[Recorded data]
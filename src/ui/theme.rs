use ratatui::style::Color;

pub const ACCENT: Color = Color::Rgb(0x3f, 0x51, 0xb5);
pub const LIKE_ACTIVE: Color = Color::Rgb(0xf5, 0x00, 0x57);
pub const GLOBAL_BORDER: Color = Color::Rgb(0x40, 0x40, 0x40);
pub const HEADER_TEXT: Color = Color::Rgb(0xe5, 0xe5, 0xe5);
pub const HEADER_SEPARATOR: Color = Color::Rgb(0x6b, 0x72, 0x80);
pub const POPUP_BORDER: Color = Color::Rgb(0xe5, 0xe5, 0xe5);
pub const STATUS_OK: Color = Color::Rgb(0x22, 0xc5, 0x5e);
pub const STATUS_ERROR: Color = Color::Rgb(0xef, 0x44, 0x44);
pub const ACTIVE_HIGHLIGHT: Color = Color::Rgb(0x26, 0x26, 0x26);
pub const MUTED_TEXT: Color = Color::Rgb(0x8a, 0x8a, 0x8a);
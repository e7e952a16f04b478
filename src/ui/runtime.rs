//! UI entry point: terminal setup, event loop, API worker wiring.

use std::io;
use std::sync::mpsc;
use std::time::Duration;

use crate::api::worker;
use crate::api::BlogClient;
use crate::config::{ConfigStore, SessionStore};
use crate::shutdown::ShutdownHandle;
use crate::ui::app::App;
use crate::ui::events::{AppEvent, EventHandler};
use crate::ui::input::handle_key;
use crate::ui::render::draw;
use crate::ui::terminal_guard::setup_terminal;

pub fn run(config: ConfigStore, session: SessionStore) -> io::Result<()> {
    let runtime = tokio::runtime::Builder::new_multi_thread()
        .enable_all()
        .build()?;
    let shutdown = ShutdownHandle::new();

    let (mut terminal, guard) = setup_terminal()?;
    let tick_rate = Duration::from_millis(config.get().ui.tick_ms);
    let events = EventHandler::new(tick_rate, shutdown.clone());

    let client = BlogClient::new(&config.get().server);
    let (api_tx, api_rx) = tokio::sync::mpsc::channel(32);
    runtime.spawn(worker::run(
        client,
        api_rx,
        events.sender(),
        shutdown.clone(),
    ));

    let mut app = App::new(config, session);
    app.set_api_sender(api_tx);
    app.load_feed();

    loop {
        terminal.draw(|frame| draw(frame, &app))?;
        if app.should_quit() {
            break;
        }

        match events.next(tick_rate) {
            Ok(AppEvent::Key(key)) => handle_key(&mut app, key),
            Ok(AppEvent::Tick) => app.on_tick(),
            // The next draw call picks up the new size on its own.
            Ok(AppEvent::Resize(_, _)) => {}
            Ok(AppEvent::Api(outcome)) => app.on_api(outcome),
            Ok(AppEvent::Shutdown) => break,
            Err(mpsc::RecvTimeoutError::Timeout) => {}
            Err(mpsc::RecvTimeoutError::Disconnected) => break,
        }
    }

    shutdown.signal();
    runtime.shutdown_timeout(Duration::from_secs(1));
    drop(guard);
    Ok(())
}
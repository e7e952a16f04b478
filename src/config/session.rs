//! Persistent auth session.
//!
//! The browser build of this client kept the token in localStorage; here it
//! lives in a TOML file next to the config. The token is read from disk at
//! the moment a request is dispatched rather than cached, so `inkpost login`
//! or `inkpost logout` in another terminal takes effect immediately.

use std::fs;
use std::path::{Path, PathBuf};

use serde::{Deserialize, Serialize};
use thiserror::Error;
use tracing::warn;

/// Errors that can occur when persisting the session.
#[derive(Debug, Error)]
pub enum SessionError {
    #[error("Failed to write session file '{path}': {source}")]
    WriteError {
        path: PathBuf,
        #[source]
        source: std::io::Error,
    },

    #[error("Failed to remove session file '{path}': {source}")]
    RemoveError {
        path: PathBuf,
        #[source]
        source: std::io::Error,
    },
}

/// Wrapper for the auth token that prevents accidental logging.
///
/// The inner value is never exposed via Debug or Display traits.
/// Use `expose()` to access the actual value when building a request.
#[derive(Clone, PartialEq, Eq)]
pub struct SecureString(String);

impl SecureString {
    pub fn new(value: String) -> Self {
        Self(value)
    }

    /// Expose the inner value.
    ///
    /// Use sparingly and only when actually sending to the server.
    pub fn expose(&self) -> &str {
        &self.0
    }
}

impl std::fmt::Debug for SecureString {
    fn fmt(&self, f: &mut std::fmt::Formatter<'_>) -> std::fmt::Result {
        write!(f, "SecureString(••••••••)")
    }
}

impl std::fmt::Display for SecureString {
    fn fmt(&self, f: &mut std::fmt::Formatter<'_>) -> std::fmt::Result {
        write!(f, "••••••••")
    }
}

#[derive(Debug, Default, Serialize, Deserialize)]
struct SessionFile {
    #[serde(default)]
    token: Option<String>,
}

/// On-disk session store.
pub struct SessionStore {
    path: PathBuf,
}

impl SessionStore {
    /// Session store at the default location,
    /// `config_dir()/inkpost/session.toml`.
    pub fn open_default() -> Self {
        let config_dir = dirs::config_dir().unwrap_or_else(|| PathBuf::from("."));
        Self::at(config_dir.join("inkpost").join("session.toml"))
    }

    /// Session store backed by an explicit file path.
    pub fn at(path: PathBuf) -> Self {
        Self { path }
    }

    pub fn path(&self) -> &Path {
        &self.path
    }

    /// The stored token, if any.
    ///
    /// Reads the file on every call. A missing file, an unparsable file, or
    /// an empty token all count as "not logged in"; absence is passed
    /// through to the request rather than treated as an error here.
    pub fn token(&self) -> Option<SecureString> {
        let content = match fs::read_to_string(&self.path) {
            Ok(content) => content,
            Err(err) if err.kind() == std::io::ErrorKind::NotFound => return None,
            Err(err) => {
                warn!(path = %self.path.display(), error = %err, "could not read session file");
                return None;
            }
        };

        let session: SessionFile = match toml::from_str(&content) {
            Ok(session) => session,
            Err(err) => {
                warn!(path = %self.path.display(), error = %err, "malformed session file");
                return None;
            }
        };

        session
            .token
            .filter(|token| !token.trim().is_empty())
            .map(SecureString::new)
    }

    /// Persist a token, replacing any previous one.
    pub fn save_token(&self, token: &str) -> Result<(), SessionError> {
        if let Some(parent) = self.path.parent() {
            fs::create_dir_all(parent).map_err(|e| SessionError::WriteError {
                path: self.path.clone(),
                source: e,
            })?;
        }

        let session = SessionFile {
            token: Some(token.to_string()),
        };
        let content = toml::to_string(&session).expect("session file serializes");
        fs::write(&self.path, content).map_err(|e| SessionError::WriteError {
            path: self.path.clone(),
            source: e,
        })
    }

    /// Forget the stored token. Removing a session that does not exist is
    /// not an error.
    pub fn clear(&self) -> Result<(), SessionError> {
        match fs::remove_file(&self.path) {
            Ok(()) => Ok(()),
            Err(err) if err.kind() == std::io::ErrorKind::NotFound => Ok(()),
            Err(err) => Err(SessionError::RemoveError {
                path: self.path.clone(),
                source: err,
            }),
        }
    }
}

#[cfg(test)]
mod tests {
    use super::*;

    fn temp_store() -> (tempfile::TempDir, SessionStore) {
        let dir = tempfile::tempdir().unwrap();
        let store = SessionStore::at(dir.path().join("session.toml"));
        (dir, store)
    }

    #[test]
    fn token_is_none_when_file_missing() {
        let (_dir, store) = temp_store();
        assert!(store.token().is_none());
    }

    #[test]
    fn save_then_read_round_trips() {
        let (_dir, store) = temp_store();
        store.save_token("abc123").unwrap();
        let token = store.token().expect("token present");
        assert_eq!(token.expose(), "abc123");
    }

    #[test]
    fn clear_forgets_token() {
        let (_dir, store) = temp_store();
        store.save_token("abc123").unwrap();
        store.clear().unwrap();
        assert!(store.token().is_none());
    }

    #[test]
    fn clear_without_session_is_ok() {
        let (_dir, store) = temp_store();
        assert!(store.clear().is_ok());
    }

    #[test]
    fn empty_token_counts_as_logged_out() {
        let (_dir, store) = temp_store();
        store.save_token("   ").unwrap();
        assert!(store.token().is_none());
    }

    #[test]
    fn malformed_file_counts_as_logged_out() {
        let (_dir, store) = temp_store();
        fs::write(store.path(), "not = [valid").unwrap();
        assert!(store.token().is_none());
    }

    #[test]
    fn secure_string_does_not_leak() {
        let secret = SecureString::new("my-secret-token".to_string());

        let debug_output = format!("{:?}", secret);
        assert!(!debug_output.contains("my-secret-token"));
        assert!(debug_output.contains("••••••••"));

        let display_output = format!("{}", secret);
        assert!(!display_output.contains("my-secret-token"));

        assert_eq!(secret.expose(), "my-secret-token");
    }
}
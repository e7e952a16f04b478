//! Transient toast notifications.

use std::time::{Duration, Instant};

#[derive(Debug, Clone, Copy, PartialEq, Eq)]
pub enum ToastKind {
    Success,
    Error,
}

#[derive(Debug, Clone)]
pub struct Toast {
    pub kind: ToastKind,
    pub message: String,
    expires_at: Instant,
}

/// Active toasts, newest last. Expired ones are dropped on tick.
#[derive(Debug)]
pub struct Notifications {
    toasts: Vec<Toast>,
    ttl: Duration,
}

impl Notifications {
    pub fn new(ttl: Duration) -> Self {
        Self {
            toasts: Vec::new(),
            ttl,
        }
    }

    pub fn success(&mut self, message: impl Into<String>) {
        self.push(ToastKind::Success, message.into());
    }

    pub fn error(&mut self, message: impl Into<String>) {
        self.push(ToastKind::Error, message.into());
    }

    fn push(&mut self, kind: ToastKind, message: String) {
        self.toasts.push(Toast {
            kind,
            message,
            expires_at: Instant::now() + self.ttl,
        });
    }

    /// Drop expired toasts; called from the tick handler.
    pub fn prune(&mut self) {
        let now = Instant::now();
        self.toasts.retain(|toast| toast.expires_at > now);
    }

    pub fn iter(&self) -> impl Iterator<Item = &Toast> {
        self.toasts.iter()
    }

    pub fn last(&self) -> Option<&Toast> {
        self.toasts.last()
    }

    pub fn is_empty(&self) -> bool {
        self.toasts.is_empty()
    }
}
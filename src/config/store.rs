//! Thread-safe configuration storage.

use std::path::{Path, PathBuf};
use std::sync::{Arc, RwLock};

use crate::config::loader::ConfigError;
use crate::config::types::Config;

/// Thread-safe config container with interior mutability.
///
/// Allows multiple readers to access config concurrently while
/// supporting atomic updates when needed.
#[derive(Clone)]
pub struct ConfigStore {
    inner: Arc<RwLock<Config>>,
    path: PathBuf,
}

impl ConfigStore {
    /// Create a new ConfigStore from initial config and path.
    pub fn new(config: Config, path: PathBuf) -> Self {
        Self {
            inner: Arc::new(RwLock::new(config)),
            path,
        }
    }

    /// Get a clone of the current config.
    ///
    /// This is cheap because Config is Clone.
    pub fn get(&self) -> Config {
        self.inner.read().expect("config lock poisoned").clone()
    }

    /// Reload config from the file.
    ///
    /// On success, atomically replaces the current config.
    /// On failure, keeps the old config and returns the error.
    pub fn reload(&self) -> Result<(), ConfigError> {
        let config = Config::load_from(&self.path)?;
        let mut guard = self.inner.write().expect("config lock poisoned");
        *guard = config;
        Ok(())
    }

    /// Get the config file path.
    pub fn path(&self) -> &Path {
        &self.path
    }
}
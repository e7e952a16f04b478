//! Primitives for the unidirectional state flow used by the UI features.
//!
//! Every feature keeps its state in a plain value that is only replaced by
//! running a reducer over an intent: user keys and API outcomes become
//! intents, the reducer returns the next state, the view renders it. Side
//! effects (network calls, toasts) are decided by the caller from the
//! states before and after.

/// Marker trait for feature state objects.
///
/// States should be:
/// - Immutable (Clone to create new states)
/// - Self-contained (all data needed to render the view)
/// - Comparable (PartialEq for detecting changes)
pub trait UiState: Clone + PartialEq + Default + Send + 'static {}

/// Marker trait for intents: user actions and system events.
pub trait Intent: Send + 'static {}

/// Reducer transforms state based on intents.
///
/// The reducer is the only place where state transitions happen.
/// It must be a pure function: (State, Intent) -> State.
pub trait Reducer {
    /// The state type this reducer operates on.
    type State: UiState;

    /// The intent type this reducer handles.
    type Intent: Intent;

    /// Process an intent and return the new state.
    fn reduce(state: Self::State, intent: Self::Intent) -> Self::State;
}
use std::fs;
use std::path::PathBuf;
use std::sync::Mutex;

use anyhow::Context;
use clap::{Parser, Subcommand};
use tracing_subscriber::EnvFilter;

use inkpost::config::{Config, ConfigStore, SessionStore};
use inkpost::ui::runtime;

#[derive(Parser)]
#[command(
    name = "inkpost",
    about = "Terminal client for the inkpost blogging service",
    version
)]
struct Cli {
    /// Override the configured server base URL.
    #[arg(long, value_name = "URL")]
    server: Option<String>,

    /// Use an alternate config file.
    #[arg(long, value_name = "PATH")]
    config: Option<PathBuf>,

    #[command(subcommand)]
    command: Option<Command>,
}

#[derive(Subcommand)]
enum Command {
    /// Store an auth token for subsequent sessions.
    Login {
        /// Token issued by the blogging service.
        #[arg(long, value_name = "TOKEN")]
        token: String,
    },
    /// Forget the stored auth token.
    Logout,
}

fn main() -> anyhow::Result<()> {
    let cli = Cli::parse();
    init_tracing().context("failed to set up logging")?;

    let config_path = cli.config.clone().unwrap_or_else(Config::config_path);
    let mut config = Config::load_from(&config_path).context("failed to load configuration")?;
    if let Some(server) = cli.server {
        config.server.base_url = server;
        config.validate().context("invalid --server value")?;
    }

    let session = SessionStore::open_default();

    match cli.command {
        Some(Command::Login { token }) => {
            session
                .save_token(&token)
                .context("failed to store the token")?;
            println!("Token saved to {}", session.path().display());
            Ok(())
        }
        Some(Command::Logout) => {
            session.clear().context("failed to clear the session")?;
            println!("Logged out");
            Ok(())
        }
        None => {
            let store = ConfigStore::new(config, config_path);
            runtime::run(store, session).context("UI loop failed")
        }
    }
}

/// Log to a file under the cache dir; the TUI owns the terminal.
fn init_tracing() -> anyhow::Result<()> {
    let log_dir = dirs::cache_dir()
        .unwrap_or_else(|| PathBuf::from("."))
        .join("inkpost");
    fs::create_dir_all(&log_dir)?;
    let log_file = fs::OpenOptions::new()
        .create(true)
        .append(true)
        .open(log_dir.join("inkpost.log"))?;

    let filter = EnvFilter::try_from_env("INKPOST_LOG").unwrap_or_else(|_| EnvFilter::new("info"));
    tracing_subscriber::fmt()
        .with_env_filter(filter)
        .with_writer(Mutex::new(log_file))
        .with_ansi(false)
        .init();
    Ok(())
}
use crate::ui::feed::intent::FeedIntent;
use crate::ui::feed::state::FeedState;
use crate::ui::mvi::Reducer;

pub struct FeedReducer;

impl Reducer for FeedReducer {
    type State = FeedState;
    type Intent = FeedIntent;

    fn reduce(state: Self::State, intent: Self::Intent) -> Self::State {
        match intent {
            FeedIntent::LoadStarted => FeedState::Loading,
            FeedIntent::Loaded { posts } => FeedState::Ready { posts, selected: 0 },
            FeedIntent::LoadFailed => FeedState::Failed,
            FeedIntent::MoveUp => match state {
                FeedState::Ready { posts, selected } if !posts.is_empty() => {
                    let selected = if selected == 0 {
                        posts.len() - 1
                    } else {
                        selected - 1
                    };
                    FeedState::Ready { posts, selected }
                }
                other => other,
            },
            FeedIntent::MoveDown => match state {
                FeedState::Ready { posts, selected } if !posts.is_empty() => {
                    let selected = if selected + 1 >= posts.len() {
                        0
                    } else {
                        selected + 1
                    };
                    FeedState::Ready { posts, selected }
                }
                other => other,
            },
        }
    }
}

• [TASK STATEMENT]
Taking the entries from their first line through the line with "pub const STATUS_ERROR: Color", inclusive, restate each line word for word and give nothing else.

• [REPLY TO THE TASK]
filename src/ui/theme.rs
use ratatui::style::Color;

pub const ACCENT: Color = Color::Rgb(0x3f, 0x51, 0xb5);
pub const LIKE_ACTIVE: Color = Color::Rgb(0xf5, 0x00, 0x57);
pub const GLOBAL_BORDER: Color = Color::Rgb(0x40, 0x40, 0x40);
pub const HEADER_TEXT: Color = Color::Rgb(0xe5, 0xe5, 0xe5);
pub const HEADER_SEPARATOR: Color = Color::Rgb(0x6b, 0x72, 0x80);
pub const POPUP_BORDER: Color = Color::Rgb(0xe5, 0xe5, 0xe5);
pub const STATUS_OK: Color = Color::Rgb(0x22, 0xc5, 0x5e);
pub const STATUS_ERROR: Color = Color::Rgb(0xef, 0x44, 0x44);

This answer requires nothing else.